┌──

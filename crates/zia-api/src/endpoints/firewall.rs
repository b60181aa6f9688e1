// Cloud firewall endpoints
//
// Filtering rules, network services, source/destination IP groups and the
// read-only time windows referenced by rule schedules.

use tracing::debug;

use crate::client::{ZiaClient, find_by_name};
use crate::error::Error;
use crate::models::{
    FirewallFilteringRule, IpDestinationGroup, IpSourceGroup, NetworkService, TimeWindow,
};

impl ZiaClient {
    // ── Filtering rules ──────────────────────────────────────────────

    /// `GET /firewallFilteringRules`
    pub async fn list_firewall_rules(&self) -> Result<Vec<FirewallFilteringRule>, Error> {
        self.get("firewallFilteringRules").await
    }

    /// `GET /firewallFilteringRules/{id}`
    pub async fn get_firewall_rule(&self, id: i64) -> Result<FirewallFilteringRule, Error> {
        self.get(&format!("firewallFilteringRules/{id}")).await
    }

    pub async fn get_firewall_rule_by_name(
        &self,
        name: &str,
    ) -> Result<FirewallFilteringRule, Error> {
        let rules = self.list_firewall_rules().await?;
        find_by_name(rules, name, |r| r.name.as_str(), "firewall filtering rule")
    }

    /// `POST /firewallFilteringRules`
    pub async fn create_firewall_rule(
        &self,
        rule: &FirewallFilteringRule,
    ) -> Result<FirewallFilteringRule, Error> {
        debug!(name = %rule.name, "creating firewall filtering rule");
        self.post("firewallFilteringRules", rule).await
    }

    /// `PUT /firewallFilteringRules/{id}`
    pub async fn update_firewall_rule(
        &self,
        id: i64,
        rule: &FirewallFilteringRule,
    ) -> Result<FirewallFilteringRule, Error> {
        debug!(id, "updating firewall filtering rule");
        self.put(&format!("firewallFilteringRules/{id}"), rule).await
    }

    /// `DELETE /firewallFilteringRules/{id}`
    pub async fn delete_firewall_rule(&self, id: i64) -> Result<(), Error> {
        debug!(id, "deleting firewall filtering rule");
        self.delete(&format!("firewallFilteringRules/{id}")).await
    }

    // ── Network services ─────────────────────────────────────────────

    /// `GET /networkServices`
    pub async fn list_network_services(&self) -> Result<Vec<NetworkService>, Error> {
        self.get_all_pages("networkServices", &[]).await
    }

    /// `GET /networkServices/{id}`
    pub async fn get_network_service(&self, id: i64) -> Result<NetworkService, Error> {
        self.get(&format!("networkServices/{id}")).await
    }

    pub async fn get_network_service_by_name(&self, name: &str) -> Result<NetworkService, Error> {
        let services = self.list_network_services().await?;
        find_by_name(services, name, |s| s.name.as_str(), "network service")
    }

    /// `POST /networkServices`
    pub async fn create_network_service(
        &self,
        service: &NetworkService,
    ) -> Result<NetworkService, Error> {
        debug!(name = %service.name, "creating network service");
        self.post("networkServices", service).await
    }

    /// `PUT /networkServices/{id}`
    pub async fn update_network_service(
        &self,
        id: i64,
        service: &NetworkService,
    ) -> Result<NetworkService, Error> {
        debug!(id, "updating network service");
        self.put(&format!("networkServices/{id}"), service).await
    }

    /// `DELETE /networkServices/{id}`
    pub async fn delete_network_service(&self, id: i64) -> Result<(), Error> {
        debug!(id, "deleting network service");
        self.delete(&format!("networkServices/{id}")).await
    }

    // ── Source IP groups ─────────────────────────────────────────────

    /// `GET /ipSourceGroups`
    pub async fn list_ip_source_groups(&self) -> Result<Vec<IpSourceGroup>, Error> {
        self.get("ipSourceGroups").await
    }

    /// `GET /ipSourceGroups/{id}`
    pub async fn get_ip_source_group(&self, id: i64) -> Result<IpSourceGroup, Error> {
        self.get(&format!("ipSourceGroups/{id}")).await
    }

    pub async fn get_ip_source_group_by_name(&self, name: &str) -> Result<IpSourceGroup, Error> {
        let groups = self.list_ip_source_groups().await?;
        find_by_name(groups, name, |g| g.name.as_str(), "ip source group")
    }

    /// `POST /ipSourceGroups`
    pub async fn create_ip_source_group(
        &self,
        group: &IpSourceGroup,
    ) -> Result<IpSourceGroup, Error> {
        debug!(name = %group.name, "creating ip source group");
        self.post("ipSourceGroups", group).await
    }

    /// `PUT /ipSourceGroups/{id}`
    pub async fn update_ip_source_group(
        &self,
        id: i64,
        group: &IpSourceGroup,
    ) -> Result<IpSourceGroup, Error> {
        debug!(id, "updating ip source group");
        self.put(&format!("ipSourceGroups/{id}"), group).await
    }

    /// `DELETE /ipSourceGroups/{id}`
    pub async fn delete_ip_source_group(&self, id: i64) -> Result<(), Error> {
        debug!(id, "deleting ip source group");
        self.delete(&format!("ipSourceGroups/{id}")).await
    }

    // ── Destination IP groups ────────────────────────────────────────

    /// `GET /ipDestinationGroups`
    pub async fn list_ip_destination_groups(&self) -> Result<Vec<IpDestinationGroup>, Error> {
        self.get("ipDestinationGroups").await
    }

    /// `GET /ipDestinationGroups/{id}`
    pub async fn get_ip_destination_group(&self, id: i64) -> Result<IpDestinationGroup, Error> {
        self.get(&format!("ipDestinationGroups/{id}")).await
    }

    pub async fn get_ip_destination_group_by_name(
        &self,
        name: &str,
    ) -> Result<IpDestinationGroup, Error> {
        let groups = self.list_ip_destination_groups().await?;
        find_by_name(groups, name, |g| g.name.as_str(), "ip destination group")
    }

    /// `POST /ipDestinationGroups`
    pub async fn create_ip_destination_group(
        &self,
        group: &IpDestinationGroup,
    ) -> Result<IpDestinationGroup, Error> {
        debug!(name = %group.name, "creating ip destination group");
        self.post("ipDestinationGroups", group).await
    }

    /// `PUT /ipDestinationGroups/{id}`
    pub async fn update_ip_destination_group(
        &self,
        id: i64,
        group: &IpDestinationGroup,
    ) -> Result<IpDestinationGroup, Error> {
        debug!(id, "updating ip destination group");
        self.put(&format!("ipDestinationGroups/{id}"), group).await
    }

    /// `DELETE /ipDestinationGroups/{id}`
    pub async fn delete_ip_destination_group(&self, id: i64) -> Result<(), Error> {
        debug!(id, "deleting ip destination group");
        self.delete(&format!("ipDestinationGroups/{id}")).await
    }

    // ── Time windows ─────────────────────────────────────────────────

    /// `GET /timeWindows`
    pub async fn list_time_windows(&self) -> Result<Vec<TimeWindow>, Error> {
        self.get("timeWindows").await
    }

    pub async fn get_time_window_by_name(&self, name: &str) -> Result<TimeWindow, Error> {
        let windows = self.list_time_windows().await?;
        find_by_name(windows, name, |w| w.name.as_str(), "time window")
    }
}
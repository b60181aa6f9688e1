//! `zia data`: read a data source and print what it found.

use serde_json::{Map, Value};

use zia_provider::{AttributeType, Meta, Provider, ResourceData, Schema};

use crate::cli::DataArgs;
use crate::error::CliError;
use crate::output;

use super::{Context, util};

/// Attributes data sources accept as a lookup name, in preference order.
const NAME_KEYS: &[&str] = &["name", "configured_name", "login_name", "fqdn", "ip_address"];

/// The attribute `--name` fills in for this schema.
fn name_key(schema: &Schema) -> Option<&'static str> {
    NAME_KEYS.iter().copied().find(|key| schema.contains(key))
}

/// `--id` typed the way the schema declares `id`.
fn id_value(schema: &Schema, raw: &str) -> Result<Value, CliError> {
    if schema.get("id").is_some_and(|a| a.ty == AttributeType::String) {
        return Ok(Value::from(raw));
    }
    raw.parse::<i64>().map(Value::from).map_err(|_| CliError::Validation {
        field: "id".into(),
        reason: format!("expected a numeric ID, got '{raw}'"),
    })
}

fn lookup_config(args: &DataArgs, schema: &Schema) -> Result<Map<String, Value>, CliError> {
    if let Some(path) = &args.file {
        return util::read_attribute_file(path);
    }

    let mut config = Map::new();
    if let Some(id) = &args.id {
        config.insert("id".into(), id_value(schema, id)?);
    }
    if let Some(name) = &args.name {
        let key = name_key(schema).ok_or_else(|| CliError::Validation {
            field: "name".into(),
            reason: format!("{} has no name attribute, use --id or -f", args.type_name),
        })?;
        config.insert(key.into(), Value::from(name.as_str()));
    }
    Ok(config)
}

pub async fn handle(
    args: DataArgs,
    provider: &Provider,
    meta: &Meta,
    ctx: &Context,
) -> Result<(), CliError> {
    let source = provider.data_source(&args.type_name)?;
    let schema = source.schema();
    let config = lookup_config(&args, &schema)?;

    let mut d = ResourceData::from_config(schema.clone(), config)?;
    source.read(&mut d, meta).await?;

    let shown = output::redact(&schema, d.attributes());
    let out = output::render_attributes(ctx.format, d.id().unwrap_or_default(), &shown)?;
    output::print_output(&out, ctx.quiet);
    Ok(())
}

└──

**What to work on**
Across the data, find each line that has "String" in it and copy that line.

**Answer to the exercise**
    if schema.get("id").is_some_and(|a| a.ty == AttributeType::String) {
fn lookup_config(args: &DataArgs, schema: &Schema) -> Result<Map<String, Value>, CliError> {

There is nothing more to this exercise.